Source data.

//! Cart line quantity.

use core::fmt;

use serde::{Deserialize, Serialize};

/// Errors that can occur when parsing a [`Quantity`].
#[derive(thiserror::Error, Debug, Clone, Copy, PartialEq, Eq)]
pub enum QuantityError {
    /// The value is zero.
    #[error("quantity cannot be zero")]
    Zero,
    /// The value is below zero.
    #[error("quantity cannot be negative (got {0})")]
    Negative(i64),
    /// The value is above the per-line limit.
    #[error("quantity must be at most {max} (got {value})")]
    TooLarge {
        /// Rejected value.
        value: i64,
        /// Maximum allowed quantity.
        max: u8,
    },
}

/// Number of units of one product in the cart.
///
/// ## Constraints
///
/// - Range: 1-99 inclusive
/// - A line whose quantity would drop to zero is removed, never stored as zero
///
/// ## Examples
///
/// ```
/// use cocobrown_core::Quantity;
///
/// assert_eq!(Quantity::parse(3).unwrap().get(), 3);
/// assert!(Quantity::parse(0).is_err());
///
/// // Clamping keeps values in range; zero or below means "remove".
/// assert_eq!(Quantity::clamped(150).map(Quantity::get), Some(99));
/// assert_eq!(Quantity::clamped(0), None);
/// ```
#[derive(Debug, Clone, Copy, PartialEq, Eq, PartialOrd, Ord, Hash, Serialize, Deserialize)]
#[serde(try_from = "i64", into = "u8")]
pub struct Quantity(u8);

impl Quantity {
    /// Smallest stored quantity.
    pub const MIN: Self = Self(1);
    /// Largest stored quantity.
    pub const MAX: Self = Self(99);

    /// Parse a `Quantity`, rejecting anything outside 1-99.
    ///
    /// # Errors
    ///
    /// Returns an error if the value is zero, negative, or above 99.
    pub fn parse(value: i64) -> Result<Self, QuantityError> {
        match value {
            0 => Err(QuantityError::Zero),
            v if v < 0 => Err(QuantityError::Negative(v)),
            v if v > i64::from(Self::MAX.0) => Err(QuantityError::TooLarge {
                value: v,
                max: Self::MAX.0,
            }),
            // Range checked above
            #[allow(clippy::cast_possible_truncation, clippy::cast_sign_loss)]
            v => Ok(Self(v as u8)),
        }
    }

    /// Clamp a requested quantity into range.
    ///
    /// Returns `None` when the request is zero or below, meaning the line
    /// should be removed.
    #[must_use]
    pub fn clamped(requested: i64) -> Option<Self> {
        if requested <= 0 {
            return None;
        }
        Self::parse(requested.min(i64::from(Self::MAX.0))).ok()
    }

    /// Returns the quantity as a plain number.
    #[must_use]
    pub const fn get(self) -> u8 {
        self.0
    }

    /// One more unit, stopping at [`Quantity::MAX`].
    #[must_use]
    pub const fn saturating_increment(self) -> Self {
        if self.0 >= Self::MAX.0 {
            Self::MAX
        } else {
            Self(self.0 + 1)
        }
    }

    /// Whether the quantity has reached the per-line limit.
    #[must_use]
    pub const fn is_max(self) -> bool {
        self.0 >= Self::MAX.0
    }
}

impl fmt::Display for Quantity {
    fn fmt(&self, f: &mut fmt::Formatter<'_>) -> fmt::Result {
        write!(f, "{}", self.0)
    }
}

impl TryFrom<i64> for Quantity {
    type Error = QuantityError;

    fn try_from(value: i64) -> Result<Self, Self::Error> {
        Self::parse(value)
    }
}

impl From<Quantity> for u8 {
    fn from(quantity: Quantity) -> Self {
        quantity.0
    }
}

#[cfg(test)]
#[allow(clippy::unwrap_used)]
mod tests {
    use super::*;

    #[test]
    fn test_parse_valid() {
        assert_eq!(Quantity::parse(1).unwrap(), Quantity::MIN);
        assert_eq!(Quantity::parse(99).unwrap(), Quantity::MAX);
        assert_eq!(Quantity::parse(42).unwrap().get(), 42);
    }

    #[test]
    fn test_parse_zero() {
        assert_eq!(Quantity::parse(0), Err(QuantityError::Zero));
    }

    #[test]
    fn test_parse_negative() {
        assert_eq!(Quantity::parse(-4), Err(QuantityError::Negative(-4)));
    }

    #[test]
    fn test_parse_too_large() {
        assert!(matches!(
            Quantity::parse(100),
            Err(QuantityError::TooLarge { value: 100, max: 99 })
        ));
    }

    #[test]
    fn test_clamped() {
        assert_eq!(Quantity::clamped(150), Some(Quantity::MAX));
        assert_eq!(Quantity::clamped(i64::MAX), Some(Quantity::MAX));
        assert_eq!(Quantity::clamped(5).unwrap().get(), 5);
        assert_eq!(Quantity::clamped(0), None);
        assert_eq!(Quantity::clamped(-1), None);
    }

    #[test]
    fn test_saturating_increment() {
        assert_eq!(Quantity::MIN.saturating_increment().get(), 2);
        assert_eq!(Quantity::MAX.saturating_increment(), Quantity::MAX);
        assert!(Quantity::MAX.is_max());
    }

    #[test]
    fn test_serde_roundtrip_rejects_out_of_range() {
        let json = serde_json::to_string(&Quantity::parse(3).unwrap()).unwrap();
        assert_eq!(json, "3");
        assert!(serde_json::from_str::<Quantity>("0").is_err());
        assert!(serde_json::from_str::<Quantity>("100").is_err());
    }
}
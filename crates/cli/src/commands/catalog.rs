//! Catalog listing.
//!
//! # Usage
//!
//! ```bash
//! cocobrown catalog
//!
//! # Use a different catalog file
//! COCOBROWN_CATALOG_PATH=catalog.json cocobrown catalog
//! ```

use cocobrown_storefront::{CartConfig, Product, ProductCatalog, Result};

/// Log every product in the configured catalog.
///
/// # Errors
///
/// Returns an error if the catalog cannot be loaded.
pub fn list(config: &CartConfig) -> Result<()> {
    let catalog = config.load_catalog()?;
    tracing::info!("{} products in catalog", catalog.len());
    for line in lines(&catalog) {
        tracing::info!("{line}");
    }
    Ok(())
}

fn lines(catalog: &ProductCatalog) -> Vec<String> {
    catalog.iter().map(|product| line(catalog, product)).collect()
}

fn line(catalog: &ProductCatalog, product: &Product) -> String {
    let badge = product
        .badge()
        .map(|badge| format!(" [{badge}]"))
        .unwrap_or_default();
    let fingerprint = catalog
        .fingerprint(product.id())
        .map(ToString::to_string)
        .unwrap_or_default();
    format!(
        "#{} {}{} - {} ({fingerprint})",
        product.id(),
        product.name(),
        badge,
        product.price().display(),
    )
}

#[cfg(test)]
#[allow(clippy::unwrap_used)]
mod tests {
    use super::*;

    #[test]
    fn test_builtin_catalog_lines() {
        let catalog = ProductCatalog::builtin().unwrap();
        assert_eq!(
            lines(&catalog),
            vec!["#1 Brownie Prestígio [Exclusivo] - R$ 18,00 (qr0pb2)".to_string()]
        );
    }

    #[test]
    fn test_list_reports_missing_catalog_file() {
        let dir = tempfile::tempdir().unwrap();
        let config = CartConfig {
            catalog_path: Some(dir.path().join("missing.json")),
            ..CartConfig::default()
        };
        assert!(list(&config).is_err());
    }
}
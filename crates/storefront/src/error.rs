//! Setup errors and Sentry helpers.
//!
//! Cart operations never return errors to their callers; failures inside
//! the engine are logged where they happen. The errors here are the ones a
//! session driver can hit while wiring the engine up (configuration,
//! catalog, storage directory).

use thiserror::Error;

use crate::catalog::CatalogError;
use crate::config::ConfigError;
use crate::storage::StorageError;

/// Errors raised while setting up a cart session.
#[derive(Debug, Error)]
pub enum StorefrontError {
    /// Configuration could not be loaded.
    #[error("Configuration error: {0}")]
    Config(#[from] ConfigError),

    /// Catalog could not be built.
    #[error("Catalog error: {0}")]
    Catalog(#[from] CatalogError),

    /// Storage could not be opened.
    #[error("Storage error: {0}")]
    Storage(#[from] StorageError),
}

impl StorefrontError {
    /// Report the error to Sentry and the log.
    ///
    /// Returns the Sentry event id (nil when Sentry is not initialized).
    pub fn capture(&self) -> sentry::types::Uuid {
        let event_id = sentry::capture_error(self);
        tracing::error!(
            error = %self,
            sentry_event_id = %event_id,
            "Storefront setup failed"
        );
        event_id
    }
}

/// Result type alias for `StorefrontError`.
pub type Result<T> = std::result::Result<T, StorefrontError>;

/// Add a breadcrumb for user actions.
///
/// Breadcrumbs appear in Sentry error reports to show the trail of cart
/// actions leading up to an error.
///
/// # Example
///
/// ```rust,ignore
/// add_breadcrumb("cart", "Added product 1", Some(&[("product_id", "1")]));
/// ```
pub fn add_breadcrumb(category: &str, message: &str, data: Option<&[(&str, &str)]>) {
    let mut breadcrumb = sentry::Breadcrumb {
        category: Some(category.to_string()),
        message: Some(message.to_string()),
        level: sentry::Level::Info,
        ..Default::default()
    };

    if let Some(pairs) = data {
        for (key, value) in pairs {
            breadcrumb.data.insert(
                (*key).to_string(),
                serde_json::Value::String((*value).to_string()),
            );
        }
    }

    sentry::add_breadcrumb(breadcrumb);
}
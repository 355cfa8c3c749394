//! CLI command implementations.

pub mod cart;
pub mod catalog;
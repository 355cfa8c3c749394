//! Coco Brown storefront cart engine.
//!
//! A single-session shopping cart backed by local key-value storage. The
//! cart survives restarts for a limited time, and everything read back from
//! storage is checked against the immutable product catalog before use.
//!
//! ```rust,ignore
//! let config = CartConfig::from_env()?;
//! let (mut cart, recovery) = CartLoader::from_config(&config)?.load();
//! cart.add(ProductId::new(1));
//! ```

#![cfg_attr(not(test), forbid(unsafe_code))]

pub mod cart;
pub mod catalog;
pub mod config;
pub mod error;
pub mod integrity;
pub mod loader;
pub mod persistence;
pub mod storage;
pub mod view;

pub use cart::{CartAction, CartChanged, CartItem, CartStore, MAX_LINE_ITEMS, SubscriptionId};
pub use catalog::{CatalogError, Fingerprint, Product, ProductCatalog};
pub use config::{CartConfig, ConfigError};
pub use error::{Result, StorefrontError};
pub use integrity::{IntegrityValidator, RejectReason, ValidationReport};
pub use loader::{CartLoader, Recovery};
pub use persistence::{
    CART_STORAGE_KEY, CART_TIMESTAMP_KEY, Clock, ManualClock, PersistenceError,
    PersistencePolicy, PersistenceStore, SystemClock,
};
pub use storage::{FileStorage, KeyValueStorage, MemoryStorage, StorageError};
pub use view::{CartItemView, CartView};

What the exercise asks. The answer must be every line from the records above that contains "Clone".

Output for this task.
#[derive(thiserror::Error, Debug, Clone, Copy, PartialEq, Eq)]
#[derive(Debug, Clone, Copy, PartialEq, Eq, PartialOrd, Ord, Hash, Serialize, Deserialize)]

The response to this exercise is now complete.